Fran's death help create miserable Scrooge
I should post this most obvious comment on all the other posts of, "A Christmas Carol".
It appears to me that Ebeneezer Scrooge's descent into the misearble, money-grubbing, cold-hearted ba$tard he becomes starts with the death of his belove elder sister, Fran. It was Fran who held the greatest and most positive influence on Ebeneezer's life.
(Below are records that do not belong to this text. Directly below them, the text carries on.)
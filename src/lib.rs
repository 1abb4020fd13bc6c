//! Push-to-talk key detection across heterogeneous desktop input stacks.
//!
//! Raw key events from whichever capture strategy works in the current
//! environment (low-level hook, native global shortcut, desktop portal, or
//! focus-scoped interception) are reconciled into one debounced
//! "talk active" signal.
//!
//! ```text
//! config ──▶ orchestrator ──probe/register──▶ hotkey::{listener, native, portal}
//!                 │   ▲                                   │
//!                 │   └────────────── Signal ─────────────┘
//!                 ▼
//!            controller ──PttEvent──▶ events::EventSink ──▶ consumer
//! ```

pub mod accelerator;
pub mod config;
pub mod controller;
pub mod events;
pub mod hotkey;
pub mod orchestrator;
pub mod session;
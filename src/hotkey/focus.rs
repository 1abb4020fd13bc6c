//! Focus-scoped key interceptor: the last-resort strategy.
//!
//! The host forwards every raw keystroke its window receives while focused.
//! Unlike the low-level hook this matcher is strict: key **and** all four
//! modifier flags must match exactly, so `Ctrl+V` typed into a text field is
//! never mistaken for a bare `V` binding.
//!
//! | Mode   | key-down (exact match)      | key-up (engaged key)       |
//! |--------|-----------------------------|----------------------------|
//! | Hold   | consumed, reports `Down`    | consumed, reports `Up`     |
//! | Toggle | consumed, reports `Down`    | passed through             |
//!
//! Auto-repeated key-downs are consumed without reporting an edge.  Anything
//! that does not match passes through untouched.
//!
//! Once a key-down has matched, the key is *engaged*: its repeats and its
//! key-up are recognised by key alone, so letting go of `Shift` before `V`
//! still ends a `Shift+V` hold.

use serde::{Deserialize, Serialize};

use crate::accelerator::{normalize_key, Accelerator, Modifier};
use crate::config::Mode;

use super::Edge;

// ---------------------------------------------------------------------------
// KeyInput
// ---------------------------------------------------------------------------

#[derive(Debug, Clone, Copy, PartialEq, Eq, Serialize, Deserialize)]
#[serde(rename_all = "camelCase")]
pub enum KeyEventKind {
    KeyDown,
    KeyUp,
}

/// One raw keyboard event as delivered by the host window.
#[derive(Debug, Clone, PartialEq, Eq, Serialize, Deserialize)]
pub struct KeyInput {
    #[serde(rename = "type")]
    pub kind: KeyEventKind,
    /// Key name as reported by the window toolkit (`"V"`, `"F8"`, `"Enter"`).
    pub key: String,
    #[serde(default)]
    pub ctrl: bool,
    #[serde(default)]
    pub shift: bool,
    #[serde(default)]
    pub alt: bool,
    #[serde(default)]
    pub meta: bool,
    /// Set for auto-repeat key-downs.
    #[serde(default)]
    pub repeat: bool,
}

impl KeyInput {
    pub fn down(key: &str) -> Self {
        Self {
            kind: KeyEventKind::KeyDown,
            key: key.to_string(),
            ctrl: false,
            shift: false,
            alt: false,
            meta: false,
            repeat: false,
        }
    }

    pub fn up(key: &str) -> Self {
        Self {
            kind: KeyEventKind::KeyUp,
            ..Self::down(key)
        }
    }

    pub fn with(mut self, modifier: Modifier) -> Self {
        match modifier {
            Modifier::Ctrl => self.ctrl = true,
            Modifier::Shift => self.shift = true,
            Modifier::Alt => self.alt = true,
            Modifier::Meta => self.meta = true,
        }
        self
    }

    fn held(&self, modifier: Modifier) -> bool {
        match modifier {
            Modifier::Ctrl => self.ctrl,
            Modifier::Shift => self.shift,
            Modifier::Alt => self.alt,
            Modifier::Meta => self.meta,
        }
    }
}

// ---------------------------------------------------------------------------
// Disposition / FocusVerdict
// ---------------------------------------------------------------------------

/// Answer returned to the host for each raw keystroke.
#[derive(Debug, Clone, Copy, PartialEq, Eq, Serialize, Deserialize)]
#[serde(rename_all = "kebab-case")]
pub enum Disposition {
    /// The host must stop the event from reaching normal input handling.
    Consumed,
    PassThrough,
}

#[derive(Debug, Clone, Copy, PartialEq, Eq)]
pub enum FocusVerdict {
    Pass,
    /// Swallow the event; report the edge if there is one.
    Consume(Option<Edge>),
}

// ---------------------------------------------------------------------------
// FocusInterceptor
// ---------------------------------------------------------------------------

#[derive(Debug, Clone)]
pub struct FocusInterceptor {
    accelerator: Accelerator,
    mode: Mode,
    /// The bound key went down with the exact modifiers and has not been
    /// released yet.
    engaged: bool,
}

impl FocusInterceptor {
    pub fn new(accelerator: Accelerator, mode: Mode) -> Self {
        Self {
            accelerator,
            mode,
            engaged: false,
        }
    }

    fn same_key(&self, input: &KeyInput) -> bool {
        !self.accelerator.key.is_empty()
            && normalize_key(&input.key.to_lowercase()) == self.accelerator.key
    }

    /// Exact match: same key, and each modifier held iff required.
    pub fn matches(&self, input: &KeyInput) -> bool {
        self.same_key(input)
            && [Modifier::Ctrl, Modifier::Shift, Modifier::Alt, Modifier::Meta]
                .into_iter()
                .all(|m| input.held(m) == self.accelerator.has(m))
    }

    pub fn is_engaged(&self) -> bool {
        self.engaged
    }

    /// Forget the engaged key (the window lost focus).
    pub fn reset(&mut self) {
        self.engaged = false;
    }

    pub fn classify(&mut self, input: &KeyInput) -> FocusVerdict {
        let engaged_key = self.engaged && self.same_key(input);
        if !engaged_key && !self.matches(input) {
            return FocusVerdict::Pass;
        }
        match (self.mode, input.kind) {
            (_, KeyEventKind::KeyDown) if input.repeat || engaged_key => {
                FocusVerdict::Consume(None)
            }
            (_, KeyEventKind::KeyDown) => {
                self.engaged = true;
                FocusVerdict::Consume(Some(Edge::Down))
            }
            (Mode::Hold, KeyEventKind::KeyUp) => {
                self.engaged = false;
                FocusVerdict::Consume(Some(Edge::Up))
            }
            (Mode::Toggle, KeyEventKind::KeyUp) => {
                self.engaged = false;
                FocusVerdict::Pass
            }
        }
    }
}

// ---------------------------------------------------------------------------
// Tests
// ---------------------------------------------------------------------------
//! Async driver for the [`Orchestrator`].
//!
//! [`PttService`] owns the orchestrator and runs it on the current task,
//! selecting over three inputs:
//!
//! ```text
//! PttHandle ──PttCommand──┐
//! strategies ──Signal─────┼──▶ select! ──▶ Orchestrator
//! controller deadline ────┘
//! ```
//!
//! Some OS shortcut registrars are not `Send`, so the service is not spawned
//! onto a multi-threaded runtime; run it with `block_on` on a current-thread
//! runtime (or inside a `LocalSet`).

use std::sync::Arc;
use std::time::{Duration, Instant};

use thiserror::Error;
use tokio::sync::{mpsc, oneshot};

use super::Orchestrator;
use crate::config::AppConfig;
use crate::events::{EventSink, HostWindow};
use crate::hotkey::{Disposition, KeyInput, SignalReceiver, StrategySet};
use crate::session::SessionKind;

/// How long `run` waits for strategies to finish releasing resources.
const SHUTDOWN_GRACE: Duration = Duration::from_millis(500);

// ---------------------------------------------------------------------------
// PttCommand
// ---------------------------------------------------------------------------

/// Requests from the host to the running service.
#[derive(Debug)]
pub enum PttCommand {
    /// Apply (or re-apply) the configuration.
    Register(AppConfig),
    /// Forced override from the consumer.
    SetManualState(bool),
    /// Forced override as a raw JSON payload.
    ManualPayload(String),
    /// Raw keystroke from the host window; the disposition is sent back.
    WindowInput(KeyInput, oneshot::Sender<Disposition>),
    WindowBlur,
    /// Tear everything down and stop.
    Shutdown,
}

#[derive(Debug, Clone, Copy, PartialEq, Eq, Error)]
#[error("push-to-talk service has stopped")]
pub struct ServiceStopped;

// ---------------------------------------------------------------------------
// PttHandle
// ---------------------------------------------------------------------------

/// Cheap, cloneable handle for talking to a running [`PttService`].
#[derive(Debug, Clone)]
pub struct PttHandle {
    tx: mpsc::UnboundedSender<PttCommand>,
}

impl PttHandle {
    pub fn send(&self, command: PttCommand) -> Result<(), ServiceStopped> {
        self.tx.send(command).map_err(|_| ServiceStopped)
    }

    pub fn register(&self, config: AppConfig) -> Result<(), ServiceStopped> {
        self.send(PttCommand::Register(config))
    }

    pub fn set_manual_state(&self, active: bool) -> Result<(), ServiceStopped> {
        self.send(PttCommand::SetManualState(active))
    }

    pub fn manual_payload(&self, payload: impl Into<String>) -> Result<(), ServiceStopped> {
        self.send(PttCommand::ManualPayload(payload.into()))
    }

    /// Forward a keystroke and wait for the consume/pass-through answer.
    pub async fn window_input(&self, input: KeyInput) -> Result<Disposition, ServiceStopped> {
        let (reply, answer) = oneshot::channel();
        self.send(PttCommand::WindowInput(input, reply))?;
        answer.await.map_err(|_| ServiceStopped)
    }

    pub fn window_blur(&self) -> Result<(), ServiceStopped> {
        self.send(PttCommand::WindowBlur)
    }

    pub fn shutdown(&self) -> Result<(), ServiceStopped> {
        self.send(PttCommand::Shutdown)
    }
}

// ---------------------------------------------------------------------------
// PttService
// ---------------------------------------------------------------------------

pub struct PttService {
    orchestrator: Orchestrator,
    commands: mpsc::UnboundedReceiver<PttCommand>,
    signals: SignalReceiver,
}

impl PttService {
    pub fn new(
        strategies: StrategySet,
        sink: Arc<dyn EventSink>,
        window: Arc<dyn HostWindow>,
        session: SessionKind,
    ) -> (Self, PttHandle) {
        let (signal_tx, signals) = mpsc::unbounded_channel();
        let (tx, commands) = mpsc::unbounded_channel();
        let orchestrator = Orchestrator::new(strategies, sink, window, session, signal_tx);
        (
            Self {
                orchestrator,
                commands,
                signals,
            },
            PttHandle { tx },
        )
    }

    /// Run until [`PttCommand::Shutdown`] arrives or every handle is dropped.
    /// Always ends with a full teardown.
    pub async fn run(self) {
        let PttService {
            mut orchestrator,
            mut commands,
            mut signals,
        } = self;

        loop {
            let deadline = orchestrator.next_deadline();
            tokio::select! {
                command = commands.recv() => match command {
                    Some(PttCommand::Shutdown) | None => break,
                    Some(command) => handle_command(&mut orchestrator, command),
                },
                Some(signal) = signals.recv() => {
                    orchestrator.handle_signal(signal, Instant::now());
                }
                _ = sleep_until(deadline) => {
                    orchestrator.poll_timers(Instant::now());
                }
            }
        }

        log::info!("[ptt] service stopping");
        orchestrator.shutdown();

        let pending = orchestrator.take_pending();
        if pending.is_empty() {
            return;
        }
        let settle = async {
            for task in pending {
                let _ = task.await;
            }
        };
        if tokio::time::timeout(SHUTDOWN_GRACE, settle).await.is_err() {
            log::warn!("[ptt] resources still closing after {SHUTDOWN_GRACE:?}, giving up");
        }
    }
}

fn handle_command(orchestrator: &mut Orchestrator, command: PttCommand) {
    let now = Instant::now();
    match command {
        PttCommand::Register(config) => orchestrator.register(&config),
        PttCommand::SetManualState(active) => orchestrator.set_manual_state(active, now),
        PttCommand::ManualPayload(payload) => {
            // Already logged; an invalid payload changes nothing.
            let _ = orchestrator.handle_manual_payload(&payload, now);
        }
        PttCommand::WindowInput(input, reply) => {
            let disposition = orchestrator.handle_window_input(&input, now);
            let _ = reply.send(disposition);
        }
        PttCommand::WindowBlur => orchestrator.handle_window_blur(now),
        PttCommand::Shutdown => orchestrator.shutdown(),
    }
}

async fn sleep_until(deadline: Option<Instant>) {
    match deadline {
        Some(deadline) => tokio::time::sleep_until(tokio::time::Instant::from_std(deadline)).await,
        None => std::future::pending().await,
    }
}

// ---------------------------------------------------------------------------
// Tests
// ---------------------------------------------------------------------------
//! Cross-platform application paths using the `dirs` crate.
//!
//! Config dir:
//!   Windows: %APPDATA%\talkgate\
//!   macOS:   ~/Library/Application Support/talkgate/
//!   Linux:   ~/.config/talkgate/

use std::path::PathBuf;

/// Resolved application directory/file paths.
#[derive(Debug, Clone)]
pub struct AppPaths {
    /// Directory holding `settings.toml`.
    pub config_dir: PathBuf,
    /// Full path to `settings.toml`.
    pub settings_file: PathBuf,
}

impl AppPaths {
    const APP_NAME: &'static str = "talkgate";

    /// Resolves paths using the `dirs` crate, falling back to the current
    /// directory if the platform has no config dir.
    pub fn new() -> Self {
        let config_dir = dirs::config_dir()
            .unwrap_or_else(|| PathBuf::from("."))
            .join(Self::APP_NAME);
        let settings_file = config_dir.join("settings.toml");

        Self {
            config_dir,
            settings_file,
        }
    }
}

impl Default for AppPaths {
    fn default() -> Self {
        Self::new()
    }
}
I'm no psychologist but it could be very possible that Ebeneezer's transformation from sensitive young man to cold-hearted miser was a something similar to battlefield trauma or post-traumatic trauma. In losing so much of what Ebeneezer loved and held so dear, he shut off and walled off his feelings to stop the excruciating emotional hurt. In other words, Ebeneezer did not go through the grieving process normally. He had no one to guide him along. He became emotionally traumatized and scarred for it. It reminds me of the old Vietnam War stories where the new G.I.s would find themselves coldly treated by the experienced old-timer grunts. The old-timers weren't vindictive...they had to shut off their feelings to prevent going insane from the ongoing trauma of seeing friends die violently.
What if Fran had lived?
Fran would have exerted a strong counteracting influence on Ebeneezer's tendency to focus on money. She would have had her hands full but she could have managed to keep Ebeneezer on the straight and narrow. Ebeneezer would have remained enough of his original self to have gone on to marry Belle and become a family man. Ebeneezer would no doubt have still become a businessman focused on money, but it's possible the alternate Ebeneezer would have been something between the hard-hearted Scrooge and the warm-hearted redeemed Ebeneezer.